The dangers of purchasing black market hair extensions

One college student jumped at the chance to save money on having her hair done, but she never imagined what it would end up costing
Smash and grabs at beauty supply stores are on the rise in Houston because of one hot commodity - human hair. The high end hair retails for about $200, but people are selling it for a fraction of the cost on the black market.

When one local college student had the chance to get the look she wanted for much less, she scheduled an appointment. Brittney Dever, 22 admits she took the cheap route.

"I went to someone's house. She installed a weave-in cap in my hair," Devers said.

For $60 she got the look of beachy wave hair extensions that she wanted, but she never expected how much her cheap strands would end up costing her.

"Two weeks later, I was lying down, and there was blood on my pillow," Devers said.

When she started removing the extensions, her real hair started coming out too, leaving behind signs of serious infection.

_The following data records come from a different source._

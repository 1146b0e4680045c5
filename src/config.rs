//! Configuration types and validation for the notary client

use std::fs;
use std::path::Path;
use std::time::Duration;

use serde::{Deserialize, Serialize};

use crate::abi::Address;
use crate::error::ConfigError;
use crate::gateway::ConfirmationPolicy;
use crate::utils::LogLevel;

pub const DEFAULT_RPC_URL: &str = "https://ethereum-sepolia-rpc.publicnode.com";
pub const DEFAULT_CONTRACT_ADDRESS: &str = "0x8B631b8F6BB2A96fBA3C0561C4Bd31A9b077BCA9";

/// Client configuration: endpoints, contract, and timing
#[derive(Debug, Clone, Serialize, Deserialize, PartialEq)]
#[serde(default)]
pub struct ClientConfig {
    /// Read-only JSON-RPC endpoint
    pub rpc_url: String,
    /// Wallet JSON-RPC endpoint; `None` runs verification-only
    pub wallet_url: Option<String>,
    pub contract_address: String,
    pub request_timeout_secs: u64,
    pub poll_interval_ms: u64,
    /// No deadline when unset
    pub confirmation_timeout_secs: Option<u64>,
    pub log_level: LogLevel,
}

impl Default for ClientConfig {
    fn default() -> Self {
        Self {
            rpc_url: DEFAULT_RPC_URL.to_string(),
            wallet_url: None,
            contract_address: DEFAULT_CONTRACT_ADDRESS.to_string(),
            request_timeout_secs: 30,
            poll_interval_ms: 2000,
            confirmation_timeout_secs: None,
            log_level: LogLevel::Info,
        }
    }
}

impl ClientConfig {
    /// Loads a JSON or YAML file; JSON is tried first.
    pub fn load(path: &Path) -> Result<Self, ConfigError> {
        let content = fs::read_to_string(path).map_err(ConfigError::Read)?;
        Self::parse(&content)
    }

    pub fn parse(content: &str) -> Result<Self, ConfigError> {
        serde_json::from_str(content)
            .or_else(|_| serde_yaml::from_str(content))
            .map_err(|e| ConfigError::Parse(e.to_string()))
    }

    pub fn validate(&self) -> Result<(), ConfigError> {
        if self.rpc_url.trim().is_empty() {
            return Err(ConfigError::Invalid("rpc_url must not be empty".into()));
        }
        if matches!(&self.wallet_url, Some(url) if url.trim().is_empty()) {
            return Err(ConfigError::Invalid("wallet_url must not be empty when set".into()));
        }
        self.contract()?;
        if self.request_timeout_secs == 0 {
            return Err(ConfigError::Invalid("request_timeout_secs must be at least 1".into()));
        }
        if self.poll_interval_ms == 0 {
            return Err(ConfigError::Invalid("poll_interval_ms must be at least 1".into()));
        }
        if self.confirmation_timeout_secs == Some(0) {
            return Err(ConfigError::Invalid(
                "confirmation_timeout_secs must be at least 1 when set".into(),
            ));
        }
        Ok(())
    }

    pub fn contract(&self) -> Result<Address, ConfigError> {
        Address::parse(&self.contract_address)
            .map_err(|e| ConfigError::Invalid(format!("contract_address: {}", e)))
    }

    pub fn request_timeout(&self) -> Duration {
        Duration::from_secs(self.request_timeout_secs)
    }

    pub fn poll_interval(&self) -> Duration {
        Duration::from_millis(self.poll_interval_ms)
    }

    pub fn confirmation_policy(&self) -> ConfirmationPolicy {
        ConfirmationPolicy {
            poll_interval: self.poll_interval(),
            timeout: self.confirmation_timeout_secs.map(Duration::from_secs),
        }
    }
}
//! Status presenter
//! Single owner of everything the user sees: status lines, the view mode,
//! the selected-file label and the admin input.

use std::io::Write;

use chrono::{DateTime, Utc};
use colored::{ColoredString, Colorize};
use serde::{Deserialize, Serialize};

use crate::session::ViewModel;

#[derive(Debug, Clone, Copy, PartialEq, Eq, Serialize, Deserialize)]
#[serde(rename_all = "lowercase")]
pub enum Severity {
    Info,
    Success,
    Warning,
    Error,
}

/// Colors from the page palette, as `#rrggbb`.
#[derive(Debug, Clone, Copy, PartialEq, Eq)]
pub struct StatusStyle {
    pub background: &'static str,
    pub foreground: &'static str,
    pub border: &'static str,
}

impl Severity {
    pub fn icon(&self) -> &'static str {
        match self {
            Severity::Success => "✅",
            Severity::Error => "❌",
            Severity::Warning => "⚠️",
            Severity::Info => "ℹ️",
        }
    }

    pub fn style(&self) -> StatusStyle {
        match self {
            Severity::Success => StatusStyle {
                background: "#e6f7e6",
                foreground: "#2b7a0b",
                border: "#2b7a0b",
            },
            Severity::Error => StatusStyle {
                background: "#ffe6e6",
                foreground: "#b00020",
                border: "#b00020",
            },
            Severity::Warning => StatusStyle {
                background: "#fff4e6",
                foreground: "#b76b00",
                border: "#b76b00",
            },
            Severity::Info => StatusStyle {
                background: "#e6f0ff",
                foreground: "#1a1a1a",
                border: "#667eea",
            },
        }
    }
}

/// The document status area and the admin panel's own status line.
#[derive(Debug, Clone, Copy, PartialEq, Eq, Serialize, Deserialize)]
#[serde(rename_all = "lowercase")]
pub enum Channel {
    Main,
    Admin,
}

/// Formats a main-channel status line.
pub fn render_status(message: &str, severity: Severity) -> String {
    format!("{} {}", severity.icon(), message)
}

#[derive(Debug, Clone, PartialEq, Eq, Serialize, Deserialize)]
pub struct StatusEntry {
    pub channel: Channel,
    pub severity: Severity,
    pub text: String,
    pub timestamp: DateTime<Utc>,
}

pub trait StatusPresenter: Send {
    fn show(&mut self, channel: Channel, message: &str, severity: Severity);

    fn render_view(&mut self, view: &ViewModel);

    fn show_file_label(&mut self, label: &str);

    fn clear_admin_input(&mut self);

    fn status(&mut self, message: &str, severity: Severity) {
        self.show(Channel::Main, message, severity);
    }

    fn admin_status(&mut self, message: &str) {
        self.show(Channel::Admin, message, Severity::Info);
    }
}

/// Records everything shown; backs the JSON report and the tests.
#[derive(Debug, Default, Clone)]
pub struct MemoryPresenter {
    pub entries: Vec<StatusEntry>,
    pub view: Option<ViewModel>,
    pub file_label: Option<String>,
    pub admin_input_cleared: usize,
}

impl MemoryPresenter {
    pub fn new() -> Self {
        Self::default()
    }

    pub fn last(&self, channel: Channel) -> Option<&StatusEntry> {
        self.entries.iter().rev().find(|e| e.channel == channel)
    }

    pub fn on(&self, channel: Channel) -> impl Iterator<Item = &StatusEntry> {
        self.entries.iter().filter(move |e| e.channel == channel)
    }
}

impl StatusPresenter for MemoryPresenter {
    fn show(&mut self, channel: Channel, message: &str, severity: Severity) {
        let text = match channel {
            Channel::Main => render_status(message, severity),
            Channel::Admin => message.to_string(),
        };
        self.entries.push(StatusEntry {
            channel,
            severity,
            text,
            timestamp: Utc::now(),
        });
    }

    fn render_view(&mut self, view: &ViewModel) {
        self.view = Some(view.clone());
    }

    fn show_file_label(&mut self, label: &str) {
        self.file_label = Some(label.to_string());
    }

    fn clear_admin_input(&mut self) {
        self.admin_input_cleared += 1;
    }
}

/// `#rrggbb` to channels; anything else is black.
fn hex_rgb(color: &str) -> (u8, u8, u8) {
    let digits = match color.strip_prefix('#') {
        Some(d) if d.len() == 6 && d.bytes().all(|b| b.is_ascii_hexdigit()) => d,
        _ => return (0, 0, 0),
    };
    let channel = |i: usize| u8::from_str_radix(&digits[i..i + 2], 16).unwrap_or(0);
    (channel(0), channel(2), channel(4))
}

fn paint(text: &str, color: &str) -> ColoredString {
    let (r, g, b) = hex_rgb(color);
    text.truecolor(r, g, b).bold()
}

/// Writes styled status lines to a terminal and keeps a history.
pub struct TerminalPresenter<Out: Write + Send> {
    out: Out,
    history: MemoryPresenter,
}

impl TerminalPresenter<std::io::Stdout> {
    pub fn stdout() -> Self {
        Self::new(std::io::stdout())
    }
}

impl<Out: Write + Send> TerminalPresenter<Out> {
    pub fn new(out: Out) -> Self {
        Self {
            out,
            history: MemoryPresenter::new(),
        }
    }

    pub fn history(&self) -> &[StatusEntry] {
        &self.history.entries
    }

    fn line(&mut self, text: impl std::fmt::Display) {
        // Presentation has no error path; a closed stdout loses the line.
        let _ = writeln!(self.out, "{}", text);
    }
}

impl<Out: Write + Send> StatusPresenter for TerminalPresenter<Out> {
    fn show(&mut self, channel: Channel, message: &str, severity: Severity) {
        self.history.show(channel, message, severity);
        let style = severity.style();
        match channel {
            Channel::Main => {
                let rendered = render_status(message, severity);
                let painted = paint(&rendered, style.foreground);
                self.line(painted);
            }
            Channel::Admin => {
                let painted = paint(message, style.foreground);
                self.line(format!("[admin] {}", painted));
            }
        }
    }

    fn render_view(&mut self, view: &ViewModel) {
        self.history.render_view(view);
        let label = paint(&format!("[ {} ]", view.submit_label), view.accent);
        self.line(label);
        if view.admin_panel_visible {
            self.line("Admin controls: add-admin <address>");
        }
    }

    fn show_file_label(&mut self, label: &str) {
        self.history.show_file_label(label);
        self.line(label);
    }

    fn clear_admin_input(&mut self) {
        self.history.clear_admin_input();
    }
}
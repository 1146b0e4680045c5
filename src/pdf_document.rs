//! PDF validation
//! Advisory client-side check that a selected document is a loadable PDF

use serde::{Deserialize, Serialize};
use tracing::{debug, warn};

use crate::error::ValidationError;
use crate::types::{DocumentFile, PDF_CONTENT_TYPE};

/// Facts gathered from a PDF that passed validation
#[derive(Debug, Clone, PartialEq, Eq, Serialize, Deserialize)]
pub struct PdfAcceptance {
    pub version: String,
    pub page_count: usize,
}

/// Checks presence, declared type, and parseability, in that order.
///
/// Image-only documents are accepted; nothing here looks at page content.
pub fn validate_pdf(file: Option<&DocumentFile>) -> Result<PdfAcceptance, ValidationError> {
    let file = file.ok_or(ValidationError::NoFile)?;

    if file.content_type != PDF_CONTENT_TYPE {
        debug!(name = %file.name, content_type = %file.content_type, "rejected non-PDF type");
        return Err(ValidationError::NotPdf {
            content_type: file.content_type.clone(),
        });
    }

    parse(&file.bytes).map_err(|e| {
        warn!(name = %file.name, error = %e, "PDF failed to load");
        e
    })
}

#[cfg(feature = "pdf-parse")]
fn parse(bytes: &[u8]) -> Result<PdfAcceptance, ValidationError> {
    let doc = lopdf::Document::load_from(bytes).map_err(|e| ValidationError::Unparseable {
        reason: e.to_string(),
    })?;

    if !doc.trailer.has(b"Root") {
        return Err(ValidationError::Unparseable {
            reason: "trailer has no document catalog".into(),
        });
    }

    Ok(PdfAcceptance {
        version: doc.version.clone(),
        page_count: doc.get_pages().len(),
    })
}

#[cfg(not(feature = "pdf-parse"))]
fn parse(_bytes: &[u8]) -> Result<PdfAcceptance, ValidationError> {
    Err(ValidationError::ParserUnavailable)
}
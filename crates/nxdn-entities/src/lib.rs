pub mod acl;
pub mod trunk;

// Re-export commonly used items
pub use acl::access_control::AccessControl;
pub use trunk::trunk_bs::{NetState, RfState, TrunkBs};
use nxdn_config::SharedConfig;
use nxdn_core::{activity_log, unimplemented_log, BitBuffer, SiteData, Timer, UnitId, RAN_WILDCARD};
use nxdn_pdus::cac::{Cac, CacStructure};
use nxdn_pdus::consts::{
    FRAME_LENGTH_BITS, FRAME_LENGTH_BYTES, RCCH_LC_LENGTH_BITS, RCCH_LC_SHORT_LENGTH_BITS, TAG_DATA,
};
use nxdn_pdus::enums::cause::CauseResponse;
use nxdn_pdus::enums::message_type::MessageType;
use nxdn_pdus::lich::{self, Lich};
use nxdn_pdus::rcch_lc::RcchLc;
use nxdn_pdus::sync;

use crate::acl::access_control::AccessControl;
use crate::trunk::components::affiliations::Affiliations;
use crate::trunk::components::frame_queue::FrameQueue;
use crate::trunk::traits::{GrantResponse, LineCoder, TrunkNetwork};

/// RF-side processing state
#[derive(Debug, Clone, Copy, PartialEq, Eq)]
pub enum RfState {
    Listening,
    Data,
    Rejected,
}

/// Network-side processing state
#[derive(Debug, Clone, Copy, PartialEq, Eq)]
pub enum NetState {
    Idle,
    Active,
}

/// Trunking control-channel engine.
///
/// Decodes inbound control/traffic-channel link control, applies access and
/// affiliation policy, arbitrates channel grants against the voice channel
/// pool and emits bit-exact outbound control messages. Driven serially by
/// the host's RF-frame callback and clock tick; performs no threading or
/// blocking of its own.
pub struct TrunkBs {
    config: SharedConfig,
    site: SiteData,
    acl: AccessControl,
    pub affiliations: Affiliations,
    pub queue: FrameQueue,
    network: Option<Box<dyn TrunkNetwork>>,
    line_coder: Box<dyn LineCoder>,

    /// Scratch link control for the RF-origin message currently being
    /// processed or built
    pub rf_lc: RcchLc,
    /// Scratch link control for the most recent network-origin message
    pub net_lc: RcchLc,

    pub rf_state: RfState,
    pub net_state: NetState,
    pub rf_last_dst_id: u16,
    pub net_last_dst_id: u16,
    rf_tg_hang: Timer,

    control: bool,
    verify_aff: bool,
    verify_reg: bool,
    grant_timeout_secs: u32,
    dump_rcch: bool,
    verbose: bool,
    debug: bool,
}
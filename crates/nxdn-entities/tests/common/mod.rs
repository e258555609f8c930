use std::sync::{Arc, Mutex};

use nxdn_config::{SharedConfig, TrunkConfig};
use nxdn_core::{BitBuffer, SiteData};
use nxdn_entities::acl::access_control::AccessControl;
use nxdn_entities::trunk::components::affiliations::Affiliations;
use nxdn_entities::trunk::components::line_coding::NullLineCoder;
use nxdn_entities::trunk::traits::{GrantResponse, TrunkNetwork};
use nxdn_entities::TrunkBs;
use nxdn_pdus::cac::{Cac, CacStructure};
use nxdn_pdus::consts::{FRAME_LENGTH_BITS, FRAME_LENGTH_BYTES, RCCH_LC_LENGTH_BITS, TAG_DATA};
use nxdn_pdus::lich::{self, Lich};
use nxdn_pdus::rcch_lc::RcchLc;
use nxdn_pdus::sync;

pub const TEST_SRC: u16 = 1001;
pub const TEST_TG: u16 = 101;

/// Creates a default config for testing. It can still be modified as needed
/// before passing it to `make_engine`.
pub fn default_test_config() -> TrunkConfig {
    let mut cfg = TrunkConfig::new();
    cfg.site.location_id = 0x01A2B3;
    cfg.site.site_id = 1;
    cfg.site.ran = 1;
    cfg.site.channel_no = 1;
    cfg.site.duplex = true;
    cfg.trunk.enable_control = true;
    cfg.trunk.verify_affiliation = true;
    cfg.trunk.channels = vec![2, 3];
    cfg
}

pub fn make_engine(cfg: TrunkConfig) -> TrunkBs {
    let (_, engine) = make_engine_with_network(cfg, None);
    engine
}

pub fn make_engine_with_network(
    cfg: TrunkConfig,
    network: Option<Box<dyn TrunkNetwork>>,
) -> (SharedConfig, TrunkBs) {
    let acl = AccessControl::new(
        Arc::new(cfg.acl.radio_id_table()),
        Arc::new(cfg.acl.talkgroup_rules()),
    );
    let affiliations = Affiliations::new(&cfg.trunk.channels);
    let shared = SharedConfig::from_config(cfg);
    let engine = TrunkBs::new(shared.clone(), acl, affiliations, network, Box::new(NullLineCoder));
    (shared, engine)
}

/// Builds an inbound request frame (two tag bytes + 48 frame bytes) carrying
/// the given link control.
pub fn build_frame_from_lc(lc: &RcchLc, ran: u8) -> Vec<u8> {
    let mut frame = BitBuffer::new(FRAME_LENGTH_BITS);
    sync::add_fsw(&mut frame);

    let lich = Lich {
        rfct: lich::LICH_RFCT_RCCH,
        fct: lich::LICH_FCT_CAC_INBOUND_LONG,
        option: lich::LICH_OPT_DATA_COMMON,
        outbound: false,
    };
    lich.encode(&mut frame);

    let mut lc_bits = BitBuffer::new(RCCH_LC_LENGTH_BITS);
    lc.encode(&mut lc_bits, RCCH_LC_LENGTH_BITS);

    let mut cac = Cac::new();
    cac.ran = ran;
    cac.structure = CacStructure::Single;
    cac.set_data(&mut lc_bits);
    cac.encode(&mut frame);

    let mut data = vec![0u8; FRAME_LENGTH_BYTES + 2];
    data[0] = TAG_DATA;
    data[1] = 0x00;
    data[2..].copy_from_slice(frame.as_bytes());
    data
}

/// Builds an inbound request frame with the common fields filled in.
pub fn build_request_frame(site: &SiteData, ran: u8, message_type: u8, src_id: u16, dst_id: u16) -> Vec<u8> {
    let mut lc = RcchLc::new(site);
    lc.message_type = message_type;
    lc.src_id = src_id;
    lc.dst_id = dst_id;
    build_frame_from_lc(&lc, ran)
}

/// Decodes an outbound frame taken from the transmit queue back into its
/// container and link control.
pub fn decode_outbound(frame: &[u8]) -> (Cac, RcchLc) {
    let mut bits = BitBuffer::from_bytes(&frame[2..FRAME_LENGTH_BYTES + 2]);
    let mut cac = Cac::new();
    assert!(cac.decode(&mut bits), "outbound frame must carry a valid container");

    let mut payload = cac.data();
    let mut lc = RcchLc::new(&SiteData::default());
    lc.decode(&mut payload, RCCH_LC_LENGTH_BITS).expect("Failed parsing");
    (cac, lc)
}

/// Recorded interactions of the stub network peer.
#[derive(Default)]
pub struct NetRecord {
    pub grant_reqs: Vec<(bool, u16, u16)>,
    pub sent_frames: usize,
    pub grant_rsp: Option<GrantResponse>,
}

/// Stub network peer that records every interaction for later inspection.
pub struct RecordingNetwork {
    state: Arc<Mutex<NetRecord>>,
    authoritative: bool,
}

impl RecordingNetwork {
    pub fn new(authoritative: bool) -> (Self, Arc<Mutex<NetRecord>>) {
        let state = Arc::new(Mutex::new(NetRecord::default()));
        let net = RecordingNetwork {
            state: state.clone(),
            authoritative,
        };
        (net, state)
    }
}

impl TrunkNetwork for RecordingNetwork {
    fn send_rcch(&mut self, _lc: &RcchLc, _data: &[u8]) {
        self.state.lock().unwrap().sent_frames += 1;
    }

    fn request_grant(&mut self, group: bool, src_id: u16, dst_id: u16) -> bool {
        self.state.lock().unwrap().grant_reqs.push((group, src_id, dst_id));
        true
    }

    fn poll_grant_response(&mut self) -> Option<GrantResponse> {
        self.state.lock().unwrap().grant_rsp.take()
    }

    fn handles_grants(&self) -> bool {
        self.authoritative
    }
}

"It smelled horrible. I was nauseous when I was taking my hair out," said Devers.

Desperate for help, she decided to see a stylist at a professional salon.

"I was just in shock when I saw her picture," said Natural Resources Salon owner Tamika Fletcher. "It seemed like the weave was pulled too tight and opening her scalp and exposing her scalp. I think there could have been a possibility of the utensils being unclean or unsanitary."

Dever's weave had become a breeding ground for infection as a severe abscess developed on the crown of her head.

"Those kinds of infections on the scalp can cause hair loss," said dermatologist Dr. Tracy Katz. "[They can] become deeper, debilitating, and disfiguring."

Which is exactly what happened to Dever.

"I cried for a week or two when it happened," Dever said.

Now partially bald, Dever visits Fletcher's salon regularly to get styling help, but her hair may never be the same.

"I can't wear my hair out. I have to wear it up all the time now," Dever said.

The college student wants others to learn from her painful mistake.

"Go to a salon, that's sanitary, that's clean. It's worth spending the extra money because you get what you pay for. Going to someone's home to get the extra service may not be the best idea. You can end up losing instead of gaining," Dever said.

Experts say to remember these three tips if you are going to get hair extensions:
1. Go to someone with a cosmetology license.
2. Ask about the stylist's sanitation practices.
3. Be open about your budget. Usually a stylist will find a way to work with you, but if it's too cheap, that should be a red flag.